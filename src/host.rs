//! Offline, block-by-block rendering.
//!
//! Each block runs the same pipeline: read PCM, decode, collect the events due
//! in the block, hand them to the processor, process, encode, write. The host
//! is single-threaded and never blocks on anything but its reader and writer.

use crate::processor::Processor;
use crate::Result;
use bounce_core::{AudioClock, AudioSettings, BitDepth, ByteOrder, PcmBuffer, SampleBuffer};
use bounce_midi::{EventSequence, TimedEvent};
use std::io::{Read, Write};
use tracing::{debug, info};

/// Sample encoding of a raw PCM stream. The channel count and blocksize come
/// from the run's [`AudioSettings`].
#[derive(Debug, Clone, Copy, PartialEq, Eq, Default)]
pub struct StreamFormat {
    pub bit_depth: BitDepth,
    pub byte_order: ByteOrder,
}

impl StreamFormat {
    pub fn new(bit_depth: BitDepth, byte_order: ByteOrder) -> Self {
        Self {
            bit_depth,
            byte_order,
        }
    }
}

impl From<&AudioSettings> for StreamFormat {
    fn from(settings: &AudioSettings) -> Self {
        Self::new(settings.bit_depth(), settings.byte_order())
    }
}

/// Totals for one finished render.
#[derive(Debug, Clone, Copy, PartialEq, Eq, Default)]
pub struct RenderStats {
    /// Frames written to the output.
    pub frames: u64,
    /// Blocks processed, tail blocks included.
    pub blocks: u64,
    pub events_delivered: usize,
}

/// Drives one [`Processor`] over a PCM stream and an optional event sequence.
pub struct OfflineHost {
    settings: AudioSettings,
    processor: Box<dyn Processor>,
    sequence: Option<EventSequence>,
    clock: AudioClock,
}

impl OfflineHost {
    pub fn new(settings: AudioSettings, processor: impl Processor + 'static) -> Self {
        Self {
            settings,
            processor: Box::new(processor),
            sequence: None,
            clock: AudioClock::new(),
        }
    }

    /// Events to deliver alongside the audio.
    pub fn with_sequence(mut self, sequence: EventSequence) -> Self {
        self.sequence = Some(sequence);
        self
    }

    pub fn settings(&self) -> &AudioSettings {
        &self.settings
    }

    pub fn processor(&self) -> &dyn Processor {
        self.processor.as_ref()
    }

    pub fn sequence(&self) -> Option<&EventSequence> {
        self.sequence.as_ref()
    }

    pub fn clock(&self) -> &AudioClock {
        &self.clock
    }

    /// Render until the input is exhausted and no events remain, then render
    /// the processor's tail on silent input.
    ///
    /// Every block is written in full except the last one, which stops at the
    /// later of the input's final frame and the last event delivered in it.
    /// The tail picks up from there: the rest of that last block is written
    /// first, so the processor's output stays contiguous.
    pub fn render<R: Read, W: Write>(
        &mut self,
        mut input: R,
        input_format: StreamFormat,
        mut output: W,
        output_format: StreamFormat,
    ) -> Result<RenderStats> {
        let channels = self.settings.channels();
        let blocksize = self.settings.blocksize();

        let mut input_pcm = PcmBuffer::new(
            channels,
            blocksize,
            input_format.bit_depth,
            input_format.byte_order,
        )?;
        let mut output_pcm = PcmBuffer::new(
            channels,
            blocksize,
            output_format.bit_depth,
            output_format.byte_order,
        )?;
        let mut input_buffer = SampleBuffer::from_settings(&self.settings)?;
        let mut output_buffer = SampleBuffer::from_settings(&self.settings)?;
        let mut events: Vec<TimedEvent> = Vec::new();
        let mut stats = RenderStats::default();

        self.processor.prepare(&self.settings)?;
        info!(
            "Rendering with '{}': {} channels, blocksize {}, {} bit in, {} bit out",
            self.processor.name(),
            channels,
            blocksize,
            input_format.bit_depth.bits(),
            output_format.bit_depth.bits()
        );

        let mut input_done = false;
        let mut tail: Option<u64> = None;
        let mut events_pending = self
            .sequence
            .as_ref()
            .is_some_and(|sequence| !sequence.is_exhausted());

        loop {
            let frames = if input_done {
                input_pcm.read_block(&mut std::io::empty())?
            } else {
                input_pcm.read_block(&mut input)?
            };
            if frames < blocksize {
                input_done = true;
            }
            if frames == 0 && !events_pending {
                break;
            }

            input_pcm.decode(&mut input_buffer)?;

            events.clear();
            if let Some(sequence) = self.sequence.as_mut() {
                events_pending =
                    sequence.extract_window(self.clock.current_frame(), blocksize, &mut events);
            }
            stats.events_delivered += events.len();

            self.processor.process_events(&events);
            self.processor.process(&input_buffer, &mut output_buffer)?;
            output_pcm.encode(&output_buffer)?;

            let frames_out = if input_done && !events_pending {
                let last_event = events.iter().map(|e| e.delta_frames + 1).max().unwrap_or(0);
                let content = frames.max(last_event);

                let tail_frames = self.processor.tail_frames();
                let carried = tail_frames.min((blocksize - content) as u64);
                tail = Some(tail_frames - carried);
                content + carried as usize
            } else {
                blocksize
            };
            output_pcm.write_frames(&mut output, frames_out)?;

            debug!(
                "Block {} at frame {}: {} frames, {} events",
                stats.blocks,
                self.clock.current_frame(),
                frames_out,
                events.len()
            );

            stats.frames += frames_out as u64;
            stats.blocks += 1;
            self.clock.advance(blocksize);
        }

        let mut tail = tail.unwrap_or_else(|| self.processor.tail_frames());
        if tail > 0 {
            debug!("Rendering {} tail frames", tail);
            input_buffer.clear();
        }
        while tail > 0 {
            let frames_out = tail.min(blocksize as u64) as usize;
            self.processor.process_events(&[]);
            self.processor.process(&input_buffer, &mut output_buffer)?;
            output_pcm.encode(&output_buffer)?;
            output_pcm.write_frames(&mut output, frames_out)?;

            stats.frames += frames_out as u64;
            stats.blocks += 1;
            self.clock.advance(blocksize);
            tail -= frames_out as u64;
        }

        output.flush()?;
        self.clock.stop();

        info!(
            "Rendered {} frames in {} blocks, {} events delivered",
            stats.frames, stats.blocks, stats.events_delivered
        );

        Ok(stats)
    }
}
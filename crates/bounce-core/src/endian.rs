//! Byte-order helpers.
//!
//! Everything here is a pure function over plain integers or floats. Host byte
//! order is known at compile time, so the "conversion" helpers collapse to
//! either the identity or a flip.

/// Whether the host stores multi-byte values least-significant byte first.
#[inline]
pub const fn is_little_endian_host() -> bool {
    cfg!(target_endian = "little")
}

/// Reverse the two bytes of a 16-bit value.
#[inline]
pub const fn flip_u16(value: u16) -> u16 {
    (value << 8) | (value >> 8)
}

/// Reverse the four bytes of a 32-bit value.
#[inline]
pub const fn flip_u32(value: u32) -> u32 {
    (value << 24) | ((value << 8) & 0x00ff_0000) | ((value >> 8) & 0x0000_ff00) | (value >> 24)
}

/// Reverse the four bytes of an IEEE-754 single, bit pattern preserved.
///
/// The swap is unconditional; callers decide whether the stored order
/// disagrees with the host.
#[inline]
pub fn flip_f32(value: f32) -> f32 {
    f32::from_bits(flip_u32(value.to_bits()))
}

#[inline]
pub const fn u16_from_big_endian(value: u16) -> u16 {
    if is_little_endian_host() {
        flip_u16(value)
    } else {
        value
    }
}

#[inline]
pub const fn u32_from_big_endian(value: u32) -> u32 {
    if is_little_endian_host() {
        flip_u32(value)
    } else {
        value
    }
}

#[inline]
pub const fn u32_from_little_endian(value: u32) -> u32 {
    if is_little_endian_host() {
        value
    } else {
        flip_u32(value)
    }
}

/// Interpret two bytes as an unsigned value in host order.
///
/// Header fields stored in a fixed order must be run through one of the
/// `*_from_*_endian` helpers afterwards.
#[inline]
pub fn bytes_to_u16(bytes: [u8; 2]) -> u16 {
    if is_little_endian_host() {
        (u16::from(bytes[1]) << 8) | u16::from(bytes[0])
    } else {
        (u16::from(bytes[0]) << 8) | u16::from(bytes[1])
    }
}

/// Interpret four bytes as an unsigned value in host order.
#[inline]
pub fn bytes_to_u32(bytes: [u8; 4]) -> u32 {
    if is_little_endian_host() {
        (u32::from(bytes[3]) << 24)
            | (u32::from(bytes[2]) << 16)
            | (u32::from(bytes[1]) << 8)
            | u32::from(bytes[0])
    } else {
        (u32::from(bytes[0]) << 24)
            | (u32::from(bytes[1]) << 16)
            | (u32::from(bytes[2]) << 8)
            | u32::from(bytes[3])
    }
}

→ WORK REQUIRED
Print exactly the lines that run from the line containing "pub fn bytes_to_u32(bytes: [u8;" to the end of the data, both ends included.

→ THE COMPLETED TASK
pub fn bytes_to_u32(bytes: [u8; 4]) -> u32 {
    if is_little_endian_host() {
        (u32::from(bytes[3]) << 24)
            | (u32::from(bytes[2]) << 16)
            | (u32::from(bytes[1]) << 8)
            | u32::from(bytes[0])
    } else {
        (u32::from(bytes[0]) << 24)
            | (u32::from(bytes[1]) << 16)
            | (u32::from(bytes[2]) << 8)
            | u32::from(bytes[3])
    }
}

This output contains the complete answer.